The intersection of mesh interconnect of a die (e.g., intersection 214 or intersection 216 of die 206) may be the access point into the mesh interconnect, e.g., by a circuit component. In one embodiment, multiple (e.g., any) mesh configurations with different sizes on their respective die are coupled together by certain embodiments herein. In one embodiment, a die with a mesh interconnect is coupled to a die without a mesh interconnect, for example, die 218 is depicted in FIG. 2A as coupled to mesh interconnect of die 206 though single interconnect (INT).

FIG. 2B illustrates a hardware processor 200B according to embodiments of the disclosure. In the depicted embodiment, die 202 and 204 are smaller than die 206, die 220, die 222, and die 212. Die 220 is depicted as including a different mesh interconnect than die 222, e.g., having a different number of intersections. FIG. 2B illustrates that certain of a plurality of dies may be different in certain embodiments (e.g., in one embodiment, they are not symmetric). FIG. 2B illustrates that a mesh interconnect on a die may be different than another mesh interconnect on a different die in certain embodiments (e.g., in one embodiment, they are not symmetric).

FIG. 3 illustrates a hardware processor 300 according to embodiments of the disclosure. A mesh interconnect is not shown in each die for clarity, but it may be utilized, e.g., as in FIG. 1 or 2. FIG. 3 illustrates a three dimensional stacked architecture. A plurality of dies may extend in any single direction (e.g., with an interconnect(s) between each die). In the depicted embodiment, die 302 and die 304 extend in a first, single plane and die 306 and die 308 extend in a second, different single plane that is laterally spaced from the first single plane. A die may be affixed to another substrate, e.g., a mounting substrate (not depicted).
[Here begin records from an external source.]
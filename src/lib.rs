pub mod classifier;
pub mod config;
pub mod http;
pub mod protocol;
pub mod provider;
pub mod server;
pub mod session;

pub use classifier::to_client_text;
pub use config::Config;
pub use http::{create_router, AppState};
pub use protocol::{InboundFrame, OutboundFrame, Sender};
pub use provider::{
    CompletionClient, CompletionClientFactory, CompletionOutcome, GeminiClient, ProviderError,
    UnavailableClient,
};
pub use server::RelayServer;
pub use session::{ConnectionSession, DispatchMode, SessionConfig, SessionState, SessionStats};
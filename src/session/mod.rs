//! Connection session management
//!
//! This module provides the `ConnectionSession` abstraction that manages:
//! - Decoding inbound frames (malformed or empty ones are dropped)
//! - Echoing each user message before its reply
//! - Dispatching provider calls (concurrent or serialized per connection)
//! - Session statistics and state

mod config;
mod session;
mod stats;

pub use config::{DispatchMode, SessionConfig};
pub use session::ConnectionSession;
pub use stats::{SessionState, SessionStats};
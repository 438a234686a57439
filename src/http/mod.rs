//! HTTP and WebSocket surface
//!
//! - GET / - WebSocket upgrade, one `ConnectionSession` per connection
//! - GET /chat - Static chat page
//! - GET /health - Health check

mod handlers;
mod routes;
mod socket;
mod state;

pub use routes::create_router;
pub use socket::handle_socket;
pub use state::AppState;
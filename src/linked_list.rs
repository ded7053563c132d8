//! # Singly Linked List
//!
//! The collision chain used by the hash map: a singly linked list of
//! key/value nodes with O(1) front insertion, linear find/remove by key, and
//! a tracked length. Keys are owned `String`s; values are opaque.
//!
//! Each node exclusively owns its entry and the link to the next node
//! (`Option<Box<Node>>`), so the whole chain is a straight ownership line
//! from the head. `Drop` is iterative — tearing down a long chain never
//! recurses node by node.
//!
//! The list itself does not deduplicate keys; the hash map checks for an
//! existing key before inserting, which keeps the one-entry-per-key
//! invariant at the map level.

use std::fmt;

#[derive(Debug, Clone)]
struct Node<V> {
    key: String,
    value: V,
    next: Option<Box<Node<V>>>,
}

/// A singly linked list of key/value pairs with front insertion.
///
/// # Examples
/// ```
/// use chainmap::LinkedList;
///
/// let mut chain = LinkedList::new();
/// chain.insert("a", 1);
/// chain.insert("b", 2);
/// assert_eq!(chain.find("a"), Some(&1));
/// assert!(chain.remove("a"));
/// assert_eq!(chain.len(), 1);
/// ```
#[derive(Debug, Clone)]
pub struct LinkedList<V> {
    head: Option<Box<Node<V>>>,
    size: usize,
}

impl<V> LinkedList<V> {
    /// Creates an empty list.
    pub fn new() -> Self {
        LinkedList {
            head: None,
            size: 0,
        }
    }

    /// Inserts a new node at the front of the list. O(1).
    pub fn insert(&mut self, key: impl Into<String>, value: V) {
        let node = Box::new(Node {
            key: key.into(),
            value,
            next: self.head.take(),
        });
        self.head = Some(node);
        self.size += 1;
    }

    /// Removes the first node with a matching key.
    ///
    /// Returns `true` iff a node was found and removed.
    pub fn remove(&mut self, key: &str) -> bool {
        let mut current = &mut self.head;
        loop {
            match current {
                None => return false,
                Some(node) if node.key == key => {
                    *current = node.next.take();
                    self.size -= 1;
                    return true;
                }
                Some(node) => current = &mut node.next,
            }
        }
    }

    /// Returns a reference to the value stored under `key`, if present.
    pub fn find(&self, key: &str) -> Option<&V> {
        self.iter().find(|(k, _)| *k == key).map(|(_, v)| v)
    }

    /// Returns a mutable reference to the value stored under `key`, if
    /// present.
    pub fn find_mut(&mut self, key: &str) -> Option<&mut V> {
        let mut current = self.head.as_deref_mut();
        while let Some(node) = current {
            if node.key == key {
                return Some(&mut node.value);
            }
            current = node.next.as_deref_mut();
        }
        None
    }

    /// Number of nodes in the list.
    pub fn len(&self) -> usize {
        self.size
    }

    /// Returns `true` if the list holds no nodes.
    pub fn is_empty(&self) -> bool {
        self.size == 0
    }

    /// Iterates over `(key, value)` pairs from the head. Each call starts a
    /// fresh traversal.
    pub fn iter(&self) -> Iter<'_, V> {
        Iter {
            next: self.head.as_deref(),
        }
    }
}

impl<V> Default for LinkedList<V> {
    fn default() -> Self {
        Self::new()
    }
}

impl<V> Drop for LinkedList<V> {
    fn drop(&mut self) {
        // Unlink nodes one at a time so dropping a long chain cannot
        // overflow the stack through nested Box drops.
        let mut current = self.head.take();
        while let Some(mut node) = current {
            current = node.next.take();
        }
    }
}

/// Borrowing iterator over a list's `(key, value)` pairs.
pub struct Iter<'a, V> {
    next: Option<&'a Node<V>>,
}

impl<'a, V> Iterator for Iter<'a, V> {
    type Item = (&'a str, &'a V);

    fn next(&mut self) -> Option<Self::Item> {
        let node = self.next?;
        self.next = node.next.as_deref();
        Some((node.key.as_str(), &node.value))
    }
}

impl<'a, V> IntoIterator for &'a LinkedList<V> {
    type Item = (&'a str, &'a V);
    type IntoIter = Iter<'a, V>;

    fn into_iter(self) -> Self::IntoIter {
        self.iter()
    }
}

/// Owning iterator that consumes the list, yielding `(key, value)` pairs.
pub struct IntoIter<V> {
    next: Option<Box<Node<V>>>,
}

impl<V> Iterator for IntoIter<V> {
    type Item = (String, V);

    fn next(&mut self) -> Option<Self::Item> {
        self.next.take().map(|node| {
            self.next = node.next;
            (node.key, node.value)
        })
    }
}

impl<V> IntoIterator for LinkedList<V> {
    type Item = (String, V);
    type IntoIter = IntoIter<V>;

    fn into_iter(mut self) -> Self::IntoIter {
        IntoIter {
            next: self.head.take(),
        }
    }
}

impl<V: fmt::Display> fmt::Display for LinkedList<V> {
    fn fmt(&self, f: &mut fmt::Formatter<'_>) -> fmt::Result {
        write!(f, "[")?;
        for (i, (key, value)) in self.iter().enumerate() {
            if i > 0 {
                write!(f, " -> ")?;
            }
            write!(f, "({key}: {value})")?;
        }
        write!(f, "]")
    }
}

#[cfg(test)]
mod tests {
    use super::*;

    #[test]
    fn test_insert_at_front() {
        let mut chain = LinkedList::new();
        chain.insert("a", 1);
        chain.insert("b", 2);
        chain.insert("c", 3);

        // Most recently inserted key is found first.
        let keys: Vec<&str> = chain.iter().map(|(k, _)| k).collect();
        assert_eq!(keys, vec!["c", "b", "a"]);
        assert_eq!(chain.len(), 3);
    }

    #[test]
    fn test_find_and_find_mut() {
        let mut chain = LinkedList::new();
        chain.insert("x", 10);
        chain.insert("y", 20);

        assert_eq!(chain.find("x"), Some(&10));
        assert_eq!(chain.find("missing"), None);

        if let Some(value) = chain.find_mut("x") {
            *value = 11;
        }
        assert_eq!(chain.find("x"), Some(&11));
    }

    #[test]
    fn test_remove_head_middle_tail() {
        let mut chain = LinkedList::new();
        for (key, value) in [("a", 1), ("b", 2), ("c", 3)] {
            chain.insert(key, value);
        }
        // Chain order is c -> b -> a.

        assert!(chain.remove("b")); // middle
        assert!(chain.remove("c")); // head
        assert!(chain.remove("a")); // tail (now sole node)
        assert!(!chain.remove("a")); // already gone

        assert!(chain.is_empty());
        assert_eq!(chain.len(), 0);
    }

    #[test]
    fn test_remove_missing_key_is_noop() {
        let mut chain = LinkedList::new();
        chain.insert("k", 5);

        assert!(!chain.remove("other"));
        assert_eq!(chain.len(), 1);
        assert_eq!(chain.find("k"), Some(&5));
    }

    #[test]
    fn test_iter_is_restartable() {
        let mut chain = LinkedList::new();
        chain.insert("a", 1);
        chain.insert("b", 2);

        let first: Vec<&str> = chain.iter().map(|(k, _)| k).collect();
        let second: Vec<&str> = chain.iter().map(|(k, _)| k).collect();
        assert_eq!(first, second);
    }

    #[test]
    fn test_into_iter_yields_owned_pairs() {
        let mut chain = LinkedList::new();
        chain.insert("a", 1);
        chain.insert("b", 2);

        let pairs: Vec<(String, i32)> = chain.into_iter().collect();
        assert_eq!(pairs, vec![("b".to_string(), 2), ("a".to_string(), 1)]);
    }

    #[test]
    fn test_display_rendering() {
        let mut chain = LinkedList::new();
        assert_eq!(chain.to_string(), "[]");

        chain.insert("a", 1);
        chain.insert("b", 2);
        assert_eq!(chain.to_string(), "[(b: 2) -> (a: 1)]");
    }

    #[test]
    fn test_long_chain_drops_without_recursion() {
        let mut chain = LinkedList::new();
        for i in 0..100_000 {
            chain.insert(format!("key{i}"), i);
        }
        drop(chain);
    }
}
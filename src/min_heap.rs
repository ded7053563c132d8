//! # Binary Min-Heap
//!
//! An array-backed binary min-heap over [`DynamicArray`]. The element at
//! index `i` has children at `2i + 1` and `2i + 2`; every parent orders at
//! or below both children, so the minimum sits at index 0.
//!
//! `add` appends and sifts up; `remove_min` swaps the root with the last
//! element, pops it, and sifts the new root down. Building from an existing
//! array uses Floyd's bottom-up heapify, which is O(n) rather than the
//! O(n log n) of repeated `add`.

use crate::dynamic_array::DynamicArray;
use crate::error::{Error, Result};

/// An array-backed binary min-heap.
///
/// # Examples
/// ```
/// use chainmap::MinHeap;
///
/// let mut heap = MinHeap::new();
/// heap.add(5);
/// heap.add(1);
/// heap.add(3);
/// assert_eq!(heap.get_min(), Ok(&1));
/// assert_eq!(heap.remove_min(), Ok(1));
/// assert_eq!(heap.remove_min(), Ok(3));
/// ```
#[derive(Debug, Clone)]
pub struct MinHeap<T> {
    heap: DynamicArray<T>,
}

impl<T: Ord> Default for MinHeap<T> {
    fn default() -> Self {
        Self::new()
    }
}

impl<T: Ord> MinHeap<T> {
    /// Creates an empty heap.
    pub fn new() -> Self {
        MinHeap {
            heap: DynamicArray::new(),
        }
    }

    /// Builds a heap from an existing array in O(n) using Floyd's
    /// bottom-up heapify.
    pub fn from_array(items: DynamicArray<T>) -> Self {
        let mut heap = MinHeap { heap: items };
        heap.heapify();
        heap
    }

    /// Adds an item, restoring the heap order by sifting it up.
    pub fn add(&mut self, item: T) {
        self.heap.append(item);
        self.sift_up(self.heap.len() - 1);
    }

    /// Returns the minimum item without removing it.
    ///
    /// # Errors
    /// [`Error::EmptyHeap`] if the heap is empty.
    pub fn get_min(&self) -> Result<&T> {
        if self.heap.is_empty() {
            return Err(Error::EmptyHeap);
        }
        self.heap.get(0)
    }

    /// Removes and returns the minimum item.
    ///
    /// The root is swapped with the last element, the last slot is popped,
    /// and the new root sifts down to its place.
    ///
    /// # Errors
    /// [`Error::EmptyHeap`] if the heap is empty.
    pub fn remove_min(&mut self) -> Result<T> {
        if self.heap.is_empty() {
            return Err(Error::EmptyHeap);
        }
        let last = self.heap.len() - 1;
        self.heap.swap(0, last)?;
        let min = self.heap.pop()?;
        if !self.heap.is_empty() {
            self.sift_down(0);
        }
        Ok(min)
    }

    /// Number of items in the heap.
    pub fn len(&self) -> usize {
        self.heap.len()
    }

    /// Returns `true` if the heap holds no items.
    pub fn is_empty(&self) -> bool {
        self.heap.is_empty()
    }

    fn heapify(&mut self) {
        let len = self.heap.len();
        if len <= 1 {
            return;
        }
        // Sift down every non-leaf, deepest parents first.
        let last_parent = (len - 2) / 2;
        for index in (0..=last_parent).rev() {
            self.sift_down(index);
        }
    }

    fn sift_up(&mut self, mut index: usize) {
        let heap = self.heap.as_mut_slice();
        while index > 0 {
            let parent = (index - 1) / 2;
            if heap[parent] <= heap[index] {
                break;
            }
            heap.swap(parent, index);
            index = parent;
        }
    }

    fn sift_down(&mut self, mut index: usize) {
        let heap = self.heap.as_mut_slice();
        let len = heap.len();
        loop {
            let left = 2 * index + 1;
            let right = 2 * index + 2;
            let mut smallest = index;

            if left < len && heap[left] < heap[smallest] {
                smallest = left;
            }
            if right < len && heap[right] < heap[smallest] {
                smallest = right;
            }
            if smallest == index {
                break;
            }
            heap.swap(index, smallest);
            index = smallest;
        }
    }
}

impl<T: Ord> FromIterator<T> for MinHeap<T> {
    fn from_iter<I: IntoIterator<Item = T>>(iter: I) -> Self {
        Self::from_array(iter.into_iter().collect())
    }
}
In certain embodiments, a first die communicates with (e.g., to and/or from) one or more other dies, e.g., via an electrical connection therebetween. A transceiver (e.g., including a transmitter circuit and/or receiver circuit) may be utilized in one or more of the dies and/or in an interconnect between the dies. A transceiver (e.g., transceiver circuit) may include a physical transport layer (e.g., PHY) circuit (e.g., Input/Output PHY or I/O PHY). Transceivers may be used for communication between multiple dies, e.g., multiple dies that comprise a split-die processor arrangement. In one embodiment, one or more of multiple dies has one or more of its I/O ports (e.g., mesh wires) electrically coupled to the I/O ports (e.g., mesh wires) of another die or dies. In one embodiment, one or more of multiple dies includes a mesh interconnect within the die and each mesh interconnect may have one or more of its I/O ports (e.g., mesh wires) electrically coupled to the I/O ports (e.g., mesh wires) of a mesh interconnect of another die, e.g., at a die boundary crossing. An electrical coupling of dies may be customized for optimized power and latency performance. The couplings (e.g., wires) may be bi-directional, uni-directional, or a combination of both. The physical medium connecting and allowing signaling between the multiple die transceivers (e.g., I/O PHYs) may be an interconnect or other electrical connection.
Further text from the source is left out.